Check each line below for the word "explanation". How many have it? Answer with the number only.

(Beginning of DATA IN THIS EXERCISE)

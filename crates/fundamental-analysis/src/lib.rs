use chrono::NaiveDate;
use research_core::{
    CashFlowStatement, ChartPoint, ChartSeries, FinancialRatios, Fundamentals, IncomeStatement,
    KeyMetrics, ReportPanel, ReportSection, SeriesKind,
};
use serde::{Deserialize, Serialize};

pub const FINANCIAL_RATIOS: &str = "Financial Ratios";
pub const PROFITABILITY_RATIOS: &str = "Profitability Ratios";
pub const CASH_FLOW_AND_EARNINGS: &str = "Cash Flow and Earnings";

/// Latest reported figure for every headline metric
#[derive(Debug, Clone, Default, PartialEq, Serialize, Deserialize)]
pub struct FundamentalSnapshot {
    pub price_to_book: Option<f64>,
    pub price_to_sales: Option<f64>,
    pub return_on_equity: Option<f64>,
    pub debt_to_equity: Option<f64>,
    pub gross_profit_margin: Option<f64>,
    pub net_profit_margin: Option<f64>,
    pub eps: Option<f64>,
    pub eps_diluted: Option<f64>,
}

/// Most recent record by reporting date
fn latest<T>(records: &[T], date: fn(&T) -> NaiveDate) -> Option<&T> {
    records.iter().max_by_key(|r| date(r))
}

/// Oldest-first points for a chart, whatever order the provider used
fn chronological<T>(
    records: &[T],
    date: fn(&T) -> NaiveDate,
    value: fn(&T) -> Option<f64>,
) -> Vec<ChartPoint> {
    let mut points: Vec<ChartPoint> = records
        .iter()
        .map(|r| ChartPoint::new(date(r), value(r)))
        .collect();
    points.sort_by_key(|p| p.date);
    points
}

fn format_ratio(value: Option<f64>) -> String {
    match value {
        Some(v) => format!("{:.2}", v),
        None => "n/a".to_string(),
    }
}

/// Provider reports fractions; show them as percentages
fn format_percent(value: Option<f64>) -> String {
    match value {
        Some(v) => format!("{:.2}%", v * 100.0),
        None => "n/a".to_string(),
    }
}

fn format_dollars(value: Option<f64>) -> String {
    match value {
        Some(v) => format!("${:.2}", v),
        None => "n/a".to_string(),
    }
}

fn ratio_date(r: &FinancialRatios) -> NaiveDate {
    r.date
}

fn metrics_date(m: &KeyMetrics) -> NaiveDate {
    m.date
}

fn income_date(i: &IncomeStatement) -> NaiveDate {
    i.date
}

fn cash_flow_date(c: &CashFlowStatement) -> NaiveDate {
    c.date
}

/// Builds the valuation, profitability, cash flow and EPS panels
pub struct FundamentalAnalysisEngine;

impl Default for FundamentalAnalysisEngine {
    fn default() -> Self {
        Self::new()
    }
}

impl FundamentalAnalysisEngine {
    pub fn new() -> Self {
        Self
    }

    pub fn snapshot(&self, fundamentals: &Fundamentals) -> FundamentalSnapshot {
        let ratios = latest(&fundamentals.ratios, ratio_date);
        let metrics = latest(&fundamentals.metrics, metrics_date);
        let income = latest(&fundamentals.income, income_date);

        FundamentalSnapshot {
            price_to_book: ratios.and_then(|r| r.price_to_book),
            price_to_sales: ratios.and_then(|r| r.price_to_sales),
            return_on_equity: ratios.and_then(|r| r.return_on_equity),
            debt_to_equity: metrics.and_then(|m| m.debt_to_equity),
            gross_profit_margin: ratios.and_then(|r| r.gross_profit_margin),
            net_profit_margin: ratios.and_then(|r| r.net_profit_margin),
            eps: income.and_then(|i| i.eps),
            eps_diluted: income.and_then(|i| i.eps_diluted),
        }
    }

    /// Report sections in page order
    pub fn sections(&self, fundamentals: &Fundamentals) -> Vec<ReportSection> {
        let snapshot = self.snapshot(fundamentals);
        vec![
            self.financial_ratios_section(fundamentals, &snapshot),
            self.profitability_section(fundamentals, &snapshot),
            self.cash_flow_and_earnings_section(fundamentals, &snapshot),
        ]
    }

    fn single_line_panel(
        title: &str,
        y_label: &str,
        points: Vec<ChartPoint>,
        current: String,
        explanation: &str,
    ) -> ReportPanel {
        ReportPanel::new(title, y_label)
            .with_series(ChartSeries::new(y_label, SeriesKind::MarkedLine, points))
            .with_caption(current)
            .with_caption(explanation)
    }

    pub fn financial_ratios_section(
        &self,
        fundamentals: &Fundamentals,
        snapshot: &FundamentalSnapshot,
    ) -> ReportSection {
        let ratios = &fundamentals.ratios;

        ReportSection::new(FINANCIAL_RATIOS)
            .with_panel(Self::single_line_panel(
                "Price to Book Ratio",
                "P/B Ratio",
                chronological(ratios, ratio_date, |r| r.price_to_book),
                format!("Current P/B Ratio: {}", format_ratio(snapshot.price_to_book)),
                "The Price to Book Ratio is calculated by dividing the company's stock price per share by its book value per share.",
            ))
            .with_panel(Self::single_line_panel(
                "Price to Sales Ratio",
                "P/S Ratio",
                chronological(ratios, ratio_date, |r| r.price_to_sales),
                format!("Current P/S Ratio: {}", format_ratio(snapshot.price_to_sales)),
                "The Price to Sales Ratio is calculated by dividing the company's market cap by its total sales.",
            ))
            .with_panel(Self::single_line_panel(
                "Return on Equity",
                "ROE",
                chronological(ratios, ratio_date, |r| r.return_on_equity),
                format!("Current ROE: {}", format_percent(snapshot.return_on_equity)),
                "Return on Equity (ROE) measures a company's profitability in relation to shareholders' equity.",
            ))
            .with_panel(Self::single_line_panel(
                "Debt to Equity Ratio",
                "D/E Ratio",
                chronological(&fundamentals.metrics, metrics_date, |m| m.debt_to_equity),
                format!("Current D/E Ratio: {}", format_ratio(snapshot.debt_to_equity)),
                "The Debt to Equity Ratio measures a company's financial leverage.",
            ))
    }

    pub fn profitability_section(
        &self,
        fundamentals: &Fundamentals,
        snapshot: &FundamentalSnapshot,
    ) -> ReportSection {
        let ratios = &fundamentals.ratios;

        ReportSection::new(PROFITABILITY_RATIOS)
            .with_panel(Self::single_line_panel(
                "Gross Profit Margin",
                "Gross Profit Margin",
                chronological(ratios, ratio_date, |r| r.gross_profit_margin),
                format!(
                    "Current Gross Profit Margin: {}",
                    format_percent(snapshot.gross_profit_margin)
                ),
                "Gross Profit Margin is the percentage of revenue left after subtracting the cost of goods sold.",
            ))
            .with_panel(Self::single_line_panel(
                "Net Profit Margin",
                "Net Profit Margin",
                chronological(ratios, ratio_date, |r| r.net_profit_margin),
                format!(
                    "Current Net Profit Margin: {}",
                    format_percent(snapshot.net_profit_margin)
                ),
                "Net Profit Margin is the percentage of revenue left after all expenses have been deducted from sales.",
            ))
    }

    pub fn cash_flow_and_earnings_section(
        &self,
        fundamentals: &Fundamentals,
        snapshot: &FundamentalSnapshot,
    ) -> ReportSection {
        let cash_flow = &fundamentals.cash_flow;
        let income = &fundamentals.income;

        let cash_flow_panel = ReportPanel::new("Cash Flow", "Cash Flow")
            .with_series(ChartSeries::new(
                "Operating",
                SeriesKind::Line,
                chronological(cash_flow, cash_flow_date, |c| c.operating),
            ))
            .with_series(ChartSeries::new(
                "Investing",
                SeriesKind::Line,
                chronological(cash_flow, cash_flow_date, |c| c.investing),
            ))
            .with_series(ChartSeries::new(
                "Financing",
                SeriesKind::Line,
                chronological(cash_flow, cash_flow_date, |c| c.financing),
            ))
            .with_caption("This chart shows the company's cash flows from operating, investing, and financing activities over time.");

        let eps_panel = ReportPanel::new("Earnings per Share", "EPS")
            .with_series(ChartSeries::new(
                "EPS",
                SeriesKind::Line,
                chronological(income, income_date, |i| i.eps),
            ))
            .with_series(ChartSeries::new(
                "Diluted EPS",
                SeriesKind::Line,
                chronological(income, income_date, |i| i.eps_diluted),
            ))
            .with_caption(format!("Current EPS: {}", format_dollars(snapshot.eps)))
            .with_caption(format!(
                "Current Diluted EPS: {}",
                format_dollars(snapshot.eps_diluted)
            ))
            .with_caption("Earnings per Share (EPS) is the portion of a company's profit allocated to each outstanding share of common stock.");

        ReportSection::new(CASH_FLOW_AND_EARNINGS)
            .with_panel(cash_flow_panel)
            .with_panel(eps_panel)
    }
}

(End of DATA IN THIS EXERCISE)

- SOLUTION FOR THIS PROBLEM -
2